The agreement on defining the level of functional ability of children with JIA is an important aspect of physician-parent interaction in clinical practice. Since the improvement in physical function is of foremost importance to parents and the patient, and the achievement of a normal functional ability status may have major prognostic implications, it is important to ascertain whether parents' and clinicians' opinions converge or diverge and to identify the factors that may explain the discordance. Substantial disagreement between parents and physicians over physical function can lead to difficulty in assessing the effectiveness of therapy or in evaluating the need for additional interventions. Furthermore, poor clinician/parent concordance may lead to parent dissatisfaction and decreased compliance.

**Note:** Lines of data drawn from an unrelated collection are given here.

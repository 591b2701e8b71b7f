use std::time::Duration;

/// Platform-specific high-precision sleep. Plain `thread::sleep` routinely
/// overshoots by a scheduler quantum; the paradigm loops poll at 1-10 ms, so
/// the overshoot would dominate the step.
pub fn high_precision_sleep(duration: Duration) {
    #[cfg(target_os = "windows")]
    windows_sleep(duration);
    #[cfg(target_os = "linux")]
    linux_sleep(duration);
    #[cfg(target_os = "macos")]
    macos_sleep(duration);
    #[cfg(not(any(target_os = "windows", target_os = "linux", target_os = "macos")))]
    std::thread::sleep(duration);
}

#[cfg(target_os = "windows")]
fn windows_sleep(duration: Duration) {
    use windows::Win32::Foundation::CloseHandle;
    use windows::Win32::System::Threading::{
        CreateWaitableTimerW, SetWaitableTimer, WaitForSingleObject, INFINITE,
    };

    unsafe {
        let Ok(timer) = CreateWaitableTimerW(None, true, None) else {
            std::thread::sleep(duration);
            return;
        };

        // Negative due time = relative wait, in 100 ns intervals.
        let due_time = -(duration.as_nanos() as i64 / 100);

        if SetWaitableTimer(timer, &due_time, 0, None, None, false).is_ok() {
            WaitForSingleObject(timer, INFINITE);
        }

        let _ = CloseHandle(timer);
    }
}

#[cfg(target_os = "linux")]
fn linux_sleep(duration: Duration) {
    use libc::{clock_nanosleep, timespec, CLOCK_MONOTONIC};

    let req = timespec {
        tv_sec: duration.as_secs() as libc::time_t,
        tv_nsec: duration.subsec_nanos() as libc::c_long,
    };

    unsafe {
        clock_nanosleep(CLOCK_MONOTONIC, 0, &req, std::ptr::null_mut());
    }
}

#[cfg(target_os = "macos")]
fn macos_sleep(duration: Duration) {
    use mach2::mach_time::{mach_absolute_time, mach_timebase_info, mach_timebase_info_data_t};
    use std::thread;

    if duration.as_nanos() < 100_000 {
        unsafe {
            let start = mach_absolute_time();
            let mut timebase = mach_timebase_info_data_t { numer: 0, denom: 0 };
            mach_timebase_info(&mut timebase);

            let target_ticks =
                duration.as_nanos() as u64 * timebase.denom as u64 / timebase.numer as u64;

            while mach_absolute_time() - start < target_ticks {
                std::hint::spin_loop();
            }
        }
    } else {
        thread::sleep(duration);
    }
}
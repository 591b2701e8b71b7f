use serde::{Deserialize, Serialize};

/// Which modality the rhythmic cue train uses.
#[derive(Debug, Clone, Copy, PartialEq, Eq, Serialize, Deserialize)]
#[serde(rename_all = "snake_case")]
pub enum CueKind {
    Audio,
    Visual,
}

#[derive(Debug, Clone, PartialEq, Eq, Serialize, Deserialize)]
pub struct VisualCueStyle {
    pub color_hex: String,
    pub radius_px: u32,
}

impl Default for VisualCueStyle {
    fn default() -> Self {
        Self {
            color_hex: "#FF0000".to_string(),
            radius_px: 160,
        }
    }
}

/// Short notification sequences played at run boundaries and stimulus onsets.
#[derive(Debug, Clone, Copy, PartialEq, Eq)]
pub enum NotificationKind {
    StartSequence,
    EndSequence,
    HighBeep,
}

/// Semantic instruction shown to the subject. Translation to display text is
/// the presentation layer's concern.
#[derive(Debug, Clone, Copy, PartialEq, Eq)]
pub enum InstructionKind {
    Start,
    End,
    Rest,
    FollowCue,
    InternalRhythm,
}

/// Presentation and audio side effects consumed by the paradigm runners.
///
/// Every method is fire-and-forget: implementations must return promptly and
/// never block the timing loop. A dropped or late cue rendering must not
/// stall the schedule.
pub trait StimulusSink {
    fn show_instruction(&mut self, kind: InstructionKind);
    fn show_digit(&mut self, digit: u8);
    /// Inter-block rest display with a live countdown.
    fn show_block_rest(&mut self, finished_block: usize, remaining_ms: u64);
    fn clear(&mut self);
    fn play_tone(&mut self, frequency_hz: f64, duration_ms: u32);
    fn play_notification(&mut self, kind: NotificationKind);
    fn show_visual_cue(&mut self, style: &VisualCueStyle, on_time_ms: u32);
    fn hide_visual_cue(&mut self);
}

/// Sink that discards everything. Used by tests and headless runs.
#[derive(Debug, Default, Clone, Copy)]
pub struct NullSink;

impl StimulusSink for NullSink {
    fn show_instruction(&mut self, _kind: InstructionKind) {}
    fn show_digit(&mut self, _digit: u8) {}
    fn show_block_rest(&mut self, _finished_block: usize, _remaining_ms: u64) {}
    fn clear(&mut self) {}
    fn play_tone(&mut self, _frequency_hz: f64, _duration_ms: u32) {}
    fn play_notification(&mut self, _kind: NotificationKind) {}
    fn show_visual_cue(&mut self, _style: &VisualCueStyle, _on_time_ms: u32) {}
    fn hide_visual_cue(&mut self) {}
}
mod app;
mod sink;
mod storage;

use anyhow::{Result, bail};

fn main() -> Result<()> {
    tracing_subscriber::fmt()
        .with_max_level(tracing::Level::INFO)
        .with_target(false)
        .init();

    let args: Vec<String> = std::env::args().collect();
    let paradigm = args.get(1).map(String::as_str);
    let config_path = args.get(2).map(std::path::Path::new);

    match paradigm {
        Some("gonogo") => app::run_gonogo(config_path),
        Some("rhythm") => app::run_rhythm(config_path),
        _ => bail!("usage: cadence <gonogo|rhythm> [config.json]"),
    }
}
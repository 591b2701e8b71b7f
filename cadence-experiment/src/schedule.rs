use std::collections::{BTreeMap, BTreeSet};

use rand::Rng;
use rand::distr::Distribution;
use rand::distr::weighted::WeightedIndex;
use rand::seq::SliceRandom;

use cadence_core::TrialSpec;

use crate::config::GoNogoConfig;
use crate::error::ConfigError;

/// Fraction of trials that are go trials, derived from the class weight
/// totals. Only strictly positive weights contribute; a digit missing from
/// the weight map counts as zero.
pub fn compute_go_ratio(
    go_digits: &[u8],
    nogo_digits: &[u8],
    digit_weights: &BTreeMap<u8, f64>,
) -> Result<f64, ConfigError> {
    check_digit_sets(go_digits, nogo_digits)?;
    let total_go = class_weight_total(go_digits, digit_weights);
    let total_nogo = class_weight_total(nogo_digits, digit_weights);
    if total_go <= 0.0 || total_nogo <= 0.0 {
        return Err(ConfigError::ZeroClassWeight);
    }
    Ok(total_go / (total_go + total_nogo))
}

/// One block's shuffled trial sequence: `round(n * go_ratio)` go trials
/// (clamped to `[0, n]`), the rest no-go, each digit drawn with replacement
/// proportionally to its weight, then the whole list shuffled.
pub fn generate_trial_schedule(
    go_digits: &[u8],
    nogo_digits: &[u8],
    digit_weights: &BTreeMap<u8, f64>,
    go_ratio: f64,
    n_trials_per_block: usize,
    rng: &mut impl Rng,
) -> Result<Vec<TrialSpec>, ConfigError> {
    check_digit_sets(go_digits, nogo_digits)?;

    let n_go = ((n_trials_per_block as f64 * go_ratio).round() as i64)
        .clamp(0, n_trials_per_block as i64) as usize;
    let n_nogo = n_trials_per_block - n_go;

    let mut trials = Vec::with_capacity(n_trials_per_block);
    sample_class(go_digits, digit_weights, n_go, true, rng, &mut trials)?;
    sample_class(nogo_digits, digit_weights, n_nogo, false, rng, &mut trials)?;

    trials.shuffle(rng);
    Ok(trials)
}

/// The full session plan: one independently drawn schedule per block, all
/// from the same ratio. Per-block rounding is intentionally independent, so
/// block go-counts can differ when `n * ratio` is not an integer.
pub fn build_trial_schedule(
    config: &GoNogoConfig,
    rng: &mut impl Rng,
) -> Result<Vec<Vec<TrialSpec>>, ConfigError> {
    let ratio = compute_go_ratio(&config.go_digits, &config.nogo_digits, &config.digit_weights)?;
    (0..config.n_blocks)
        .map(|_| {
            generate_trial_schedule(
                &config.go_digits,
                &config.nogo_digits,
                &config.digit_weights,
                ratio,
                config.n_trials_per_block,
                rng,
            )
        })
        .collect()
}

fn check_digit_sets(go_digits: &[u8], nogo_digits: &[u8]) -> Result<(), ConfigError> {
    if go_digits.is_empty() || nogo_digits.is_empty() {
        return Err(ConfigError::EmptyDigitSet);
    }
    let go: BTreeSet<u8> = go_digits.iter().copied().collect();
    let overlap: Vec<u8> = nogo_digits
        .iter()
        .copied()
        .filter(|d| go.contains(d))
        .collect();
    if !overlap.is_empty() {
        return Err(ConfigError::OverlappingDigits { digits: overlap });
    }
    Ok(())
}

fn class_weight_total(digits: &[u8], digit_weights: &BTreeMap<u8, f64>) -> f64 {
    digits
        .iter()
        .map(|d| digit_weights.get(d).copied().unwrap_or(0.0).max(0.0))
        .sum()
}

fn sample_class(
    digits: &[u8],
    digit_weights: &BTreeMap<u8, f64>,
    count: usize,
    is_go: bool,
    rng: &mut impl Rng,
    out: &mut Vec<TrialSpec>,
) -> Result<(), ConfigError> {
    let mut candidates = Vec::with_capacity(digits.len());
    let mut weights = Vec::with_capacity(digits.len());
    for &d in digits {
        let w = digit_weights.get(&d).copied().unwrap_or(0.0);
        if w > 0.0 {
            candidates.push(d);
            weights.push(w);
        }
    }
    if candidates.is_empty() {
        return Err(ConfigError::ZeroClassWeight);
    }
    let dist = WeightedIndex::new(&weights).map_err(|_| ConfigError::ZeroClassWeight)?;
    for _ in 0..count {
        out.push(TrialSpec {
            digit: candidates[dist.sample(rng)],
            is_go,
        });
    }
    Ok(())
}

In the present study, we have investigated the agreement between physicians and parents in the assessment of functional ability of children with JIA and attempted to identify factors affecting discordance.
Methods
Patient selection
All consecutive patients seen at the study unit between September, 2002 and June, 2004 who had JIA by the International League of Associations for Rheumatology (ILAR) criteria [12] and had at least 5 years of disease duration were included in the study. Due to their peculiar clinical features, particularly the presence of enthesitis and reduced spinal mobility, patients with enthesitis-related arthritis (ERA) or juvenile ankylosing spondylitis were excluded. A further reason for exclusion was the lack of instruments specifically validated for use in these conditions. The study protocol was approved by the Ethic Committee of the Istituto Gaslini of Genova, Italy
Assessment of functional ability
The attending physician (AR or SV) and one parent (the mother, whenever available) were asked to rate independently the level of the child's functional ability on a 6-point categorical scale [13]. The question stem, "Considering the child's ability to do the activities of daily life, overall which describes he/she best?", prompted the respondent to choose from 6 response categories: 1 = no disability (i.e. the child can do all activities other children of his/her age can do with no problems); 2 = mild disability (i.e. the child can do almost all activities other children of his/her age can do with no problems); 3 = mild-to-moderate disability (the child can do most activities, but some activities are hard for him/her); 4 = moderate disability (the child can do most activities, but many activities are hard for him/her); 5 = moderate-to-severe disability (most activities are hard for the child); 6 = severe disability (all activities are hard for the child). The parents were instructed to consider the week before the study visit. The attending physicians were asked to base their judgment on their clinical impression at the time of the study visit. Beside the traditional physician-centered measures (see below), the physician assessed the ability of the child to perform some "core" functional activities (i.e. walking on flat ground and on tiptoes, squatting down, bending down, etc.) to get a general idea of the child's functional ability. Since all patients had long-standing disease, most of them were well known to the attending physician. Both attending physicians were pediatric rheumatologists with > 15 years' experience.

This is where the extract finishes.